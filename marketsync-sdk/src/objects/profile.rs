//! User profile schema.

use serde::{Deserialize, Serialize};

/// `data` of `GET /api/users/profile`, also the body of its `PUT`.
#[derive(Debug, Clone, PartialEq, Eq, Serialize, Deserialize)]
#[serde(rename_all = "camelCase")]
pub struct Profile {
    #[serde(alias = "_id")]
    pub id: String,
    pub name: String,
    pub email: String,
    #[serde(default, skip_serializing_if = "Option::is_none")]
    pub phone: Option<String>,
    #[serde(default, skip_serializing_if = "Option::is_none")]
    pub city: Option<String>,
}
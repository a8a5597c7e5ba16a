//! Endpoint configuration.

/// Deployment-local hosts tried after the configured primary base.
pub const DEFAULT_FALLBACK_BASES: &[&str] = &["http://localhost:5000", "http://127.0.0.1:5000"];

/// Base URLs for the backend, in the order they should be tried.
#[derive(Debug, Clone, PartialEq, Eq)]
pub struct EndpointConfig {
    /// The configured base URL (usually from the environment). Blank values
    /// count as absent.
    pub primary: Option<String>,
    /// Known fallback bases, tried in this order after the primary.
    pub fallbacks: Vec<String>,
    /// Whether the bare relative path is appended as the final candidate.
    pub relative_fallback: bool,
}

impl EndpointConfig {
    /// Create a config with the given primary base and the default fallbacks.
    pub fn new(primary: Option<String>) -> Self {
        Self {
            primary,
            fallbacks: DEFAULT_FALLBACK_BASES
                .iter()
                .map(|base| base.to_string())
                .collect(),
            relative_fallback: true,
        }
    }

    /// Replace the fallback bases.
    pub fn with_fallbacks<I, S>(mut self, fallbacks: I) -> Self
    where
        I: IntoIterator<Item = S>,
        S: Into<String>,
    {
        self.fallbacks = fallbacks.into_iter().map(Into::into).collect();
        self
    }

    /// Stop appending the bare relative path when at least one base exists.
    pub fn without_relative_fallback(mut self) -> Self {
        self.relative_fallback = false;
        self
    }
}

impl Default for EndpointConfig {
    fn default() -> Self {
        Self::new(None)
    }
}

--

→ **Exercise goal**: Look through the entries above and copy each line that has "serde" in it.

→ **Task output**:
use serde::{Deserialize, Serialize};
#[serde(rename_all = "camelCase")]
    #[serde(alias = "_id")]
    #[serde(default, skip_serializing_if = "Option::is_none")]
    #[serde(default, skip_serializing_if = "Option::is_none")]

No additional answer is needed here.